Il y avait plus qu’une bouffée de fascisme dans l’air quand Bannon, l’ancien chef du site d’ultra-droit Breitbart News, a dénoncé les médias « corporatistes globalistes ».

Les remarques de Trump ont porté sur deux thèmes principaux. Il a commencé avec une diatribe divagante contre ses critiques au sein des médias, en répétant sa déclaration précédente que les « fausses nouvelles […] sont l’ennemi du peuple. Parce qu’ils n’ont pas de sources, ils les inventent alors qu’il n’y en a pas. » Les « grandes entreprises des médias ont leur propre agenda […] elles ne représentent pas le peuple, elles ne représenteront jamais le peuple et nous allons faire quelque chose contre ça », a-t-il ajouté.

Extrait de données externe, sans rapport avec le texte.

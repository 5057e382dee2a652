//! Failures reported to the host runtime

use prover::ProverError;
use serde::{Deserialize, Serialize};
use thiserror::Error;
use tokio::task::JoinError;

/// Code for failures outside the prover taxonomy, such as a panicked worker
pub const INTERNAL_ERROR: &str = "INTERNAL_ERROR";
/// Code for a method name the bridge does not export
pub const UNKNOWN_METHOD: &str = "UNKNOWN_METHOD";
/// Code for an argument map that does not match the method
pub const INVALID_ARGUMENTS: &str = "INVALID_ARGUMENTS";

/// Rejection carried back to the host: a stable code and a message
#[derive(Debug, Clone, PartialEq, Eq, Error, Serialize, Deserialize)]
#[error("{code}: {message}")]
pub struct BridgeFailure {
    pub code: String,
    pub message: String,
}

impl BridgeFailure {
    /// Failure with an arbitrary code
    pub fn new(code: impl Into<String>, message: impl Into<String>) -> Self {
        Self {
            code: code.into(),
            message: message.into(),
        }
    }

    /// Failure outside the prover taxonomy
    pub fn internal(message: impl Into<String>) -> Self {
        Self::new(INTERNAL_ERROR, message)
    }

    /// Call to a method the bridge does not export
    pub fn unknown_method(method: &str) -> Self {
        Self::new(
            UNKNOWN_METHOD,
            format!(
                "no bridge method named `{}`; expected one of {}",
                method,
                crate::METHODS.join(", ")
            ),
        )
    }

    /// Argument map that does not decode into the method's request
    pub fn invalid_arguments(method: &str, err: &serde_json::Error) -> Self {
        Self::new(INVALID_ARGUMENTS, format!("{}: {}", method, err))
    }
}

impl From<ProverError> for BridgeFailure {
    fn from(err: ProverError) -> Self {
        Self::new(err.kind().code(), err.to_string())
    }
}

pub(crate) fn map_join_error(operation: &str, err: JoinError) -> BridgeFailure {
    if err.is_panic() {
        tracing::warn!("{} worker panicked", operation);
        BridgeFailure::internal(format!("{} worker panicked", operation))
    } else {
        BridgeFailure::internal(format!("{} worker failed: {}", operation, err))
    }
}

#[cfg(test)]
mod tests {
    use super::*;

    #[test]
    fn test_prover_errors_keep_their_code() {
        let failure: BridgeFailure = ProverError::Codec("odd length".to_string()).into();
        assert_eq!(failure.code, "CODEC_ERROR");
        assert_eq!(failure.message, "codec error: odd length");

        let failure: BridgeFailure = ProverError::SrsTooSmall { required: 9, available: 5 }.into();
        assert_eq!(failure.code, "SRS_TOO_SMALL");
    }

    #[test]
    fn test_failure_serialises_flat() {
        let failure = BridgeFailure::unknown_method("prooove");
        let json = serde_json::to_value(&failure).unwrap();
        assert_eq!(json["code"], "UNKNOWN_METHOD");
        assert_eq!(
            json["message"],
            "no bridge method named `prooove`; expected one of preloadCircuit, prove, verify, setupSrs, version"
        );
    }
}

Apparemment, après cette menace, la Maison-Blanche a pris la mesure sans précédent d’interdire les principaux médias lors d’une séance d’information tenue plus tard vendredi par le secrétaire de presse, Sean Spicer. Parmi les journalistes qui ont été empêchés d’assister à « l’attroupement » de la presse dans le bureau de Spicer, il y avait ceux du New York Times, de CNN, de la BBC et du Los Angeles Times. D’autres établissements de presse, ainsi que des journalistes de droite de Breitbart News, du Washington Times et de One America News Network, ont été autorisés à y assister.

Les médias ont répondu avec une lâcheté typique. L’Association des Correspondants de la Maison-Blanche a publié une déclaration de protestation tout en annonçant de façon très légère qu’elle « discuterait de cela plus en détail avec le personnel de la Maison-Blanche ».

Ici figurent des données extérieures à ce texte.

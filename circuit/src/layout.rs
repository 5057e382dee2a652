//! Circuit input layout
//!
//! Maps the logical input names a caller knows about onto the positional
//! witness indices the native engine consumes. Witness indices are 1-based;
//! index 0 is never assigned to a caller input.

use serde::{Deserialize, Serialize};
use std::collections::{BTreeSet, HashSet};

use crate::{CircuitError, Result};

/// Whether an input is revealed to the verifier
#[derive(Debug, Clone, Copy, PartialEq, Eq, Serialize, Deserialize)]
#[serde(rename_all = "lowercase")]
pub enum Visibility {
    Public,
    Private,
}

/// One logical input and the witness indices it occupies
#[derive(Debug, Clone, PartialEq, Eq, Serialize, Deserialize)]
pub struct InputSlot {
    /// Input name as used by callers
    pub name: String,
    /// Witness indices, in element order for arrays
    pub indices: Vec<u32>,
    /// Public or private input
    pub visibility: Visibility,
    /// Whether the caller supplies a list of values
    pub is_array: bool,
}

impl InputSlot {
    /// Number of field elements this input occupies
    pub fn width(&self) -> usize {
        self.indices.len()
    }
}

/// Validated, ordered set of input slots for one circuit
#[derive(Debug, Clone, Default, PartialEq, Eq, Serialize, Deserialize)]
pub struct CircuitLayout {
    slots: Vec<InputSlot>,
}

impl CircuitLayout {
    /// Start building a layout by hand
    pub fn builder() -> LayoutBuilder {
        LayoutBuilder::default()
    }

    /// Validate a list of slots into a layout
    ///
    /// Rejects empty or duplicated names, index 0, indices shared between
    /// slots, and slots without any index.
    pub fn from_slots(slots: Vec<InputSlot>) -> Result<Self> {
        let mut names = HashSet::new();
        let mut seen = HashSet::new();

        for slot in &slots {
            if slot.name.is_empty() {
                return Err(CircuitError::InvalidLayout("input with empty name".to_string()));
            }
            if !names.insert(slot.name.as_str()) {
                return Err(CircuitError::InvalidLayout(format!(
                    "input `{}` declared twice",
                    slot.name
                )));
            }
            if slot.indices.is_empty() {
                return Err(CircuitError::InvalidLayout(format!(
                    "input `{}` occupies no witness index",
                    slot.name
                )));
            }
            if !slot.is_array && slot.indices.len() != 1 {
                return Err(CircuitError::InvalidLayout(format!(
                    "scalar input `{}` occupies {} witness indices",
                    slot.name,
                    slot.indices.len()
                )));
            }
            for &index in &slot.indices {
                if index == 0 {
                    return Err(CircuitError::InvalidLayout(format!(
                        "input `{}` uses witness index 0; indices start at 1",
                        slot.name
                    )));
                }
                if !seen.insert(index) {
                    return Err(CircuitError::InvalidLayout(format!(
                        "witness index {} assigned twice (input `{}`)",
                        index, slot.name
                    )));
                }
            }
        }

        Ok(Self { slots })
    }

    /// Layout for callers that address witness indices directly
    ///
    /// Each key must be a decimal witness index (`"1"`, `"2"`, ...) and
    /// becomes a private scalar slot named after itself.
    pub fn positional<'a>(keys: impl IntoIterator<Item = &'a str>) -> Result<Self> {
        let mut slots = Vec::new();
        for key in keys {
            let index: u32 = key.parse().map_err(|_| {
                CircuitError::InvalidLayout(format!(
                    "input `{}` is not a witness index and no circuit manifest is loaded",
                    key
                ))
            })?;
            slots.push(InputSlot {
                name: key.to_string(),
                indices: vec![index],
                visibility: Visibility::Private,
                is_array: false,
            });
        }
        slots.sort_by_key(|slot| slot.indices[0]);
        Self::from_slots(slots)
    }

    /// All slots in declaration order
    pub fn slots(&self) -> &[InputSlot] {
        &self.slots
    }

    /// Look up a slot by input name
    pub fn slot(&self, name: &str) -> Option<&InputSlot> {
        self.slots.iter().find(|slot| slot.name == name)
    }

    /// Number of declared inputs
    pub fn len(&self) -> usize {
        self.slots.len()
    }

    /// True when the circuit takes no inputs
    pub fn is_empty(&self) -> bool {
        self.slots.is_empty()
    }

    /// Every witness index a caller must supply
    pub fn required_indices(&self) -> BTreeSet<u32> {
        self.slots
            .iter()
            .flat_map(|slot| slot.indices.iter().copied())
            .collect()
    }

    /// Number of public field elements among the inputs
    pub fn public_input_count(&self) -> usize {
        self.slots
            .iter()
            .filter(|slot| slot.visibility == Visibility::Public)
            .map(InputSlot::width)
            .sum()
    }
}

/// Incremental construction of a [`CircuitLayout`]
#[derive(Debug, Default)]
pub struct LayoutBuilder {
    slots: Vec<InputSlot>,
}

impl LayoutBuilder {
    /// Private scalar input at `index`
    pub fn field(self, name: &str, index: u32) -> Self {
        self.scalar(name, index, Visibility::Private)
    }

    /// Public scalar input at `index`
    pub fn public_field(self, name: &str, index: u32) -> Self {
        self.scalar(name, index, Visibility::Public)
    }

    /// Private array input over `indices`
    pub fn array(self, name: &str, indices: impl IntoIterator<Item = u32>) -> Self {
        self.vector(name, indices, Visibility::Private)
    }

    /// Public array input over `indices`
    pub fn public_array(self, name: &str, indices: impl IntoIterator<Item = u32>) -> Self {
        self.vector(name, indices, Visibility::Public)
    }

    /// Validate and finish
    pub fn build(self) -> Result<CircuitLayout> {
        CircuitLayout::from_slots(self.slots)
    }

    fn scalar(mut self, name: &str, index: u32, visibility: Visibility) -> Self {
        self.slots.push(InputSlot {
            name: name.to_string(),
            indices: vec![index],
            visibility,
            is_array: false,
        });
        self
    }

    fn vector(
        mut self,
        name: &str,
        indices: impl IntoIterator<Item = u32>,
        visibility: Visibility,
    ) -> Self {
        self.slots.push(InputSlot {
            name: name.to_string(),
            indices: indices.into_iter().collect(),
            visibility,
            is_array: true,
        });
        self
    }
}

#[cfg(test)]
mod tests {
    use super::*;

    #[test]
    fn test_builder_keeps_declaration_order() {
        let layout = CircuitLayout::builder()
            .field("a", 1)
            .field("b", 2)
            .public_field("result", 3)
            .build()
            .unwrap();

        let names: Vec<_> = layout.slots().iter().map(|s| s.name.as_str()).collect();
        assert_eq!(names, vec!["a", "b", "result"]);
        assert_eq!(layout.required_indices().into_iter().collect::<Vec<_>>(), vec![1, 2, 3]);
        assert_eq!(layout.public_input_count(), 1);
    }

    #[test]
    fn test_sparse_indices_are_allowed() {
        let layout = CircuitLayout::builder()
            .field("x", 4)
            .public_array("ys", [9, 10, 11])
            .build()
            .unwrap();

        assert_eq!(layout.slot("ys").unwrap().width(), 3);
        assert_eq!(layout.public_input_count(), 3);
        assert!(layout.slot("z").is_none());
    }

    #[test]
    fn test_rejects_index_zero() {
        let result = CircuitLayout::builder().field("a", 0).build();
        assert!(matches!(result, Err(CircuitError::InvalidLayout(_))));
    }

    #[test]
    fn test_rejects_shared_index() {
        let result = CircuitLayout::builder().field("a", 1).array("b", [2, 1]).build();
        let err = result.unwrap_err().to_string();
        assert!(err.contains("witness index 1 assigned twice"), "{}", err);
    }

    #[test]
    fn test_rejects_duplicate_names() {
        let result = CircuitLayout::builder().field("a", 1).field("a", 2).build();
        assert!(result.is_err());
    }

    #[test]
    fn test_rejects_empty_array_slot() {
        let result = CircuitLayout::builder().array("a", []).build();
        assert!(result.is_err());
    }

    #[test]
    fn test_positional_layout_from_index_keys() {
        let layout = CircuitLayout::positional(["3", "1", "2"]).unwrap();

        let indices: Vec<_> = layout.slots().iter().map(|s| s.indices[0]).collect();
        assert_eq!(indices, vec![1, 2, 3]);
        assert_eq!(layout.slot("3").unwrap().indices, vec![3]);
    }

    #[test]
    fn test_positional_layout_rejects_names() {
        let err = CircuitLayout::positional(["1", "a"]).unwrap_err();
        assert!(err.to_string().contains("no circuit manifest is loaded"));
    }
}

Trump cherche à exploiter l’hostilité généralisée envers les médias patronaux pour faire avancer une politique autoritaire de droite, en utilisant le pouvoir de l’État pour attaquer les médias dans leur ensemble et des journalistes à titre individuel. Cela vise à créer les conditions d’une attaque toujours plus violente contre les droits démocratiques dans une situation où l’administration Trump prépare une escalade de la guerre à l’étranger et une contre-révolution sociale au pays.

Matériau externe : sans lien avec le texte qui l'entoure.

//! Error taxonomy for the proving bridge
//!
//! Every failure surfaced to a caller carries one [`ErrorKind`] and a
//! human-readable message. A `false` verification verdict is not an error.

use circuit::CircuitError;
use serde::{Deserialize, Serialize};
use std::fmt;
use thiserror::Error;

/// Failure of a bridge operation
#[derive(Debug, Error)]
pub enum ProverError {
    /// Malformed or missing witness input
    #[error("encoding error: {0}")]
    Encoding(String),
    /// Malformed proof or verification key transport string
    #[error("codec error: {0}")]
    Codec(String),
    /// No usable structured reference string has been set up
    #[error("SRS missing: {0}")]
    SrsMissing(String),
    /// The structured reference string cannot hold the circuit
    #[error("SRS too small: circuit needs {required} points, SRS holds {available}")]
    SrsTooSmall {
        /// Points the circuit needs
        required: u32,
        /// Points the current SRS provides
        available: u32,
    },
    /// Unsatisfied constraints or an internal prover failure
    #[error("proving error: {0}")]
    Proving(String),
    /// Verification could not produce a verdict
    #[error("verification error: {0}")]
    Verification(String),
    /// Malformed proof-system parameter at the boundary
    #[error("invalid parameter: {0}")]
    Parameter(String),
    /// Unreadable or invalid configuration
    #[error("configuration error: {0}")]
    Config(String),
}

/// Discriminant of a [`ProverError`], stable across releases
#[derive(Debug, Clone, Copy, PartialEq, Eq, Hash, Serialize, Deserialize)]
pub enum ErrorKind {
    Encoding,
    Codec,
    SrsMissing,
    SrsTooSmall,
    Proving,
    Verification,
    Parameter,
    Config,
}

impl ErrorKind {
    /// Rejection code handed to the host runtime
    pub fn code(self) -> &'static str {
        match self {
            ErrorKind::Encoding => "ENCODING_ERROR",
            ErrorKind::Codec => "CODEC_ERROR",
            ErrorKind::SrsMissing => "SRS_MISSING",
            ErrorKind::SrsTooSmall => "SRS_TOO_SMALL",
            ErrorKind::Proving => "PROOF_GENERATION_ERROR",
            ErrorKind::Verification => "PROOF_VERIFICATION_ERROR",
            ErrorKind::Parameter => "INVALID_PARAMETER",
            ErrorKind::Config => "CONFIG_ERROR",
        }
    }
}

impl fmt::Display for ErrorKind {
    fn fmt(&self, f: &mut fmt::Formatter<'_>) -> fmt::Result {
        f.write_str(self.code())
    }
}

impl ProverError {
    /// Kind of this error
    pub fn kind(&self) -> ErrorKind {
        match self {
            ProverError::Encoding(_) => ErrorKind::Encoding,
            ProverError::Codec(_) => ErrorKind::Codec,
            ProverError::SrsMissing(_) => ErrorKind::SrsMissing,
            ProverError::SrsTooSmall { .. } => ErrorKind::SrsTooSmall,
            ProverError::Proving(_) => ErrorKind::Proving,
            ProverError::Verification(_) => ErrorKind::Verification,
            ProverError::Parameter(_) => ErrorKind::Parameter,
            ProverError::Config(_) => ErrorKind::Config,
        }
    }
}

// Layout and bytecode problems reach the bridge while building a witness.
impl From<CircuitError> for ProverError {
    fn from(err: CircuitError) -> Self {
        ProverError::Encoding(err.to_string())
    }
}

/// Render a backend error with its full context chain
pub(crate) fn backend_message(err: &anyhow::Error) -> String {
    format!("{:#}", err)
}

Après avoir dénoncé les médias, Trump a passé en revue les mesures de droite prises par son Administration au cours de son premier mois, y compris une répression des immigrés qui a provoqué des protestations dans tout le pays et à l’étranger. Au sujet de la frontière américaine avec le Mexique, il a déclaré : « Nous allons construire un mur, ne vous en faites pas. » Il a dit à propos des milliers de personnes déportées : « Ce sont de mauvaises personnes […] si vous regardez ces gens, c’est comme, oh, flûte, c’est si triste. Nous faisions sortir de mauvaises personnes de ce pays. »

Sur l’interdiction de voyager visant des musulmans, qui a été bloquée par la Cour d’appel du neuvième circuit, Trump a déclaré que son administration « ne sera pas dissuadée de cette politique, et dans quelques jours, nous prendrons de nouvelles mesures pour protéger notre peuple et maintenir l’Amérique en sécurité. »

Tout en présentant son programme domestique comme visant à créer des emplois au profit des « travailleurs américains », il a présenté une série de mesures pro-entreprise, y compris l’autorisation des oléoducs Keystone et Dakota Access, « des actions audacieuses pour lever les restrictions sur l’énergie américaine » et une offensive afin « de faire mettre la clef sous la porte à l’industrie de la réglementation », ainsi qu’une réduction des impôts sur les sociétés.

En ce qui concerne les programmes sociaux, Trump a proclamé, sous les applaudissements de son auditoire, « Il est temps pour tous les Américains de renoncer aux aides sociales et de retourner au travail. Vous allez adorer ça. »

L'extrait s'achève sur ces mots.